◆ Task item ◆
Below are some entries. Repeat exactly the lines from the one with "pub fn connects(&self, source: &str, target: &str)" through the one with "#[derive(Debug, Clone, Copy, Default, PartialEq, Eq)]", and only those.

◆ Recorded information ◆
BEGIN
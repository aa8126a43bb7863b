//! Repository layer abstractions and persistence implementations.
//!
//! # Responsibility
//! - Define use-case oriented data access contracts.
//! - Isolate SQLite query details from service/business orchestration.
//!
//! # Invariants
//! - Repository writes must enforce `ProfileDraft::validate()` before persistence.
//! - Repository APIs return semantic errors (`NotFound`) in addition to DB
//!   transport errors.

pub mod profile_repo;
END
BEGIN
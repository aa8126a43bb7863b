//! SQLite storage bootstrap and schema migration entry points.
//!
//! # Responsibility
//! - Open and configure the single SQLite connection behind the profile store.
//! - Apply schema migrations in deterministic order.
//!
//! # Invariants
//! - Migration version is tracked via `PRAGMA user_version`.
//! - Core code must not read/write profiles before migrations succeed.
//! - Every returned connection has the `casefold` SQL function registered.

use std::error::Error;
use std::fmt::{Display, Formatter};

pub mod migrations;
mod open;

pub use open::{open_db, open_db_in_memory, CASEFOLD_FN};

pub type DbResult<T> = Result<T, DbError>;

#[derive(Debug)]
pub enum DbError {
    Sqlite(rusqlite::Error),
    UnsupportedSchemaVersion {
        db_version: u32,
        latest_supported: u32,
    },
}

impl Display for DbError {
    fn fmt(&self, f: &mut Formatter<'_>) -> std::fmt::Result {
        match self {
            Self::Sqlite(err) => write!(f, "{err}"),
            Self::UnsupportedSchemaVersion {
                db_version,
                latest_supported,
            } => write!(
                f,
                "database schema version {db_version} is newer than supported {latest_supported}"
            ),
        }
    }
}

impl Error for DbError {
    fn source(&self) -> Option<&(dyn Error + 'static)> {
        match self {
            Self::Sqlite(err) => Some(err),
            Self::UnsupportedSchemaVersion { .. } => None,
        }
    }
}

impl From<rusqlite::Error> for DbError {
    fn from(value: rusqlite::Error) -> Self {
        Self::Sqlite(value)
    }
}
END
BEGIN
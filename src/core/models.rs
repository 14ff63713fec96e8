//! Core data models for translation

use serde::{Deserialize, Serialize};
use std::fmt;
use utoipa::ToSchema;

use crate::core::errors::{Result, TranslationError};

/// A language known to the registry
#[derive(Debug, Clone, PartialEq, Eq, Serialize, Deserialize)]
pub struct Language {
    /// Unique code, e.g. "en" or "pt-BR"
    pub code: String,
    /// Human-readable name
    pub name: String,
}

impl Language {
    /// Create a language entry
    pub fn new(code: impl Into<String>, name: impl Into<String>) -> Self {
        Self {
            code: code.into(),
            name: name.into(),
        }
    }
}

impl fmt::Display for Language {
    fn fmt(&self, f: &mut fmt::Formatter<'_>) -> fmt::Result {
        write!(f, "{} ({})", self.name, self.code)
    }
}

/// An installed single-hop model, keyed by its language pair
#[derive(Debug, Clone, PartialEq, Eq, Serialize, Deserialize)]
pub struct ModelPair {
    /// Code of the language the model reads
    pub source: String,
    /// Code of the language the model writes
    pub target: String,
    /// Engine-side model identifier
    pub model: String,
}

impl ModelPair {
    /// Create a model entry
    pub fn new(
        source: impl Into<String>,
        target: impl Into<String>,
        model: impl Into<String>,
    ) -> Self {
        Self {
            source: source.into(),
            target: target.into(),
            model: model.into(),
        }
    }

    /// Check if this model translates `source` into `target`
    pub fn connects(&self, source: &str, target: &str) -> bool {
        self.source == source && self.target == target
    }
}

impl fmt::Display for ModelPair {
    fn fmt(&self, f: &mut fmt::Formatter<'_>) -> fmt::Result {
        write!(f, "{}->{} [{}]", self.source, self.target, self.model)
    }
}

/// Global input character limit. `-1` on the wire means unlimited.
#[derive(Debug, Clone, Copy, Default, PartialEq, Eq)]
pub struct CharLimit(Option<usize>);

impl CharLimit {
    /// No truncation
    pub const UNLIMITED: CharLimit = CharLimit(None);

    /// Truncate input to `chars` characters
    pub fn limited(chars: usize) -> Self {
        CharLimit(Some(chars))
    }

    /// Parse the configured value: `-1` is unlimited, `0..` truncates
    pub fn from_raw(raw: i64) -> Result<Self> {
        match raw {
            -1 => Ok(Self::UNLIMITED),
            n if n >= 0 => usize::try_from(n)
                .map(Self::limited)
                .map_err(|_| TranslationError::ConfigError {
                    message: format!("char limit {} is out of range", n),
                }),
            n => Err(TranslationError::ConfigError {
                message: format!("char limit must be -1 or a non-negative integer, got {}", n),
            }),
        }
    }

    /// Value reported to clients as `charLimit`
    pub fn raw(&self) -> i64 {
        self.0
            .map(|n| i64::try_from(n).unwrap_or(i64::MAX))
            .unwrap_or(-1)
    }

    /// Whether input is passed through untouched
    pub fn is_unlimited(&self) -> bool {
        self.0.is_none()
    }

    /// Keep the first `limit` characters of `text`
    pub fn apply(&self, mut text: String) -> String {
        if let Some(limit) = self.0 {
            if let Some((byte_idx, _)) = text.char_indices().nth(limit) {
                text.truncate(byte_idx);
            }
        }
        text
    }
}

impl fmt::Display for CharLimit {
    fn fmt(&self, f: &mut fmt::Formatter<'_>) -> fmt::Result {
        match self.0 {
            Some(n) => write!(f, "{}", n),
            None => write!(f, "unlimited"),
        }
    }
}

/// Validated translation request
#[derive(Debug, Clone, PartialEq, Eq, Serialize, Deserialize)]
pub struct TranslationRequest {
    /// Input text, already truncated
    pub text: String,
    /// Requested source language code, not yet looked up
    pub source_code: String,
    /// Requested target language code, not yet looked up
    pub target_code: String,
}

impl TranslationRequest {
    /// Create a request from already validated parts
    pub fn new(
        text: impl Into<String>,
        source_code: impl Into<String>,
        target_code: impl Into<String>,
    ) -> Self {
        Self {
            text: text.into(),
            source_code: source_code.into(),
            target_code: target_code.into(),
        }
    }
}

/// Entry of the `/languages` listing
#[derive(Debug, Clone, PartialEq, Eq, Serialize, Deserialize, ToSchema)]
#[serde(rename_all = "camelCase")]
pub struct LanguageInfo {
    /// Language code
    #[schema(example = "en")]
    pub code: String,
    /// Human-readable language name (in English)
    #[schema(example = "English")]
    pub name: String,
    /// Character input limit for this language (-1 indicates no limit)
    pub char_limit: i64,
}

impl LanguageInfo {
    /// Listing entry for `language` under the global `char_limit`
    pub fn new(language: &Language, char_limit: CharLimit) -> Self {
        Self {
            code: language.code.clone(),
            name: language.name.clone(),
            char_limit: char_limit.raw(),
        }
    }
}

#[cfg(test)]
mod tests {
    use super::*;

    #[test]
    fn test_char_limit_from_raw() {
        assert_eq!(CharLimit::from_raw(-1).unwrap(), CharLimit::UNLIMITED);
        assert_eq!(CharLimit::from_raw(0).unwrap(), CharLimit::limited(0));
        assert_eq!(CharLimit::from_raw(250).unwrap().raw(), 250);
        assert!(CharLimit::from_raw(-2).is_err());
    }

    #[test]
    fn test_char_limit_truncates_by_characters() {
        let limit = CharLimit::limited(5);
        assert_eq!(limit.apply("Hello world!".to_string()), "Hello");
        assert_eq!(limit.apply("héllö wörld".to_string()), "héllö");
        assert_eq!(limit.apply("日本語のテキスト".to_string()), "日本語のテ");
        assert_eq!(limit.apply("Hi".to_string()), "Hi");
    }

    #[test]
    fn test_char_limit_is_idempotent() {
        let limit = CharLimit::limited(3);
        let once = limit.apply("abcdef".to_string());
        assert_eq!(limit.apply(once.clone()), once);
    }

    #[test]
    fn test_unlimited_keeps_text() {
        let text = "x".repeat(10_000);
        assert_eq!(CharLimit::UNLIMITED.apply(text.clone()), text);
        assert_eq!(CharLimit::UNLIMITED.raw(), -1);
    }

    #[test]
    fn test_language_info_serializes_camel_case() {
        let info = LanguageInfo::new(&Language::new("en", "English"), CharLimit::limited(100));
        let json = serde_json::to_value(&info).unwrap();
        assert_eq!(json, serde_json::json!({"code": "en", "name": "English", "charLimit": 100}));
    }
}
END
◆ Response to this exercise ◆
    pub fn connects(&self, source: &str, target: &str) -> bool {
        self.source == source && self.target == target
    }
}

impl fmt::Display for ModelPair {
    fn fmt(&self, f: &mut fmt::Formatter<'_>) -> fmt::Result {
        write!(f, "{}->{} [{}]", self.source, self.target, self.model)
    }
}

/// Global input character limit. `-1` on the wire means unlimited.
#[derive(Debug, Clone, Copy, Default, PartialEq, Eq)]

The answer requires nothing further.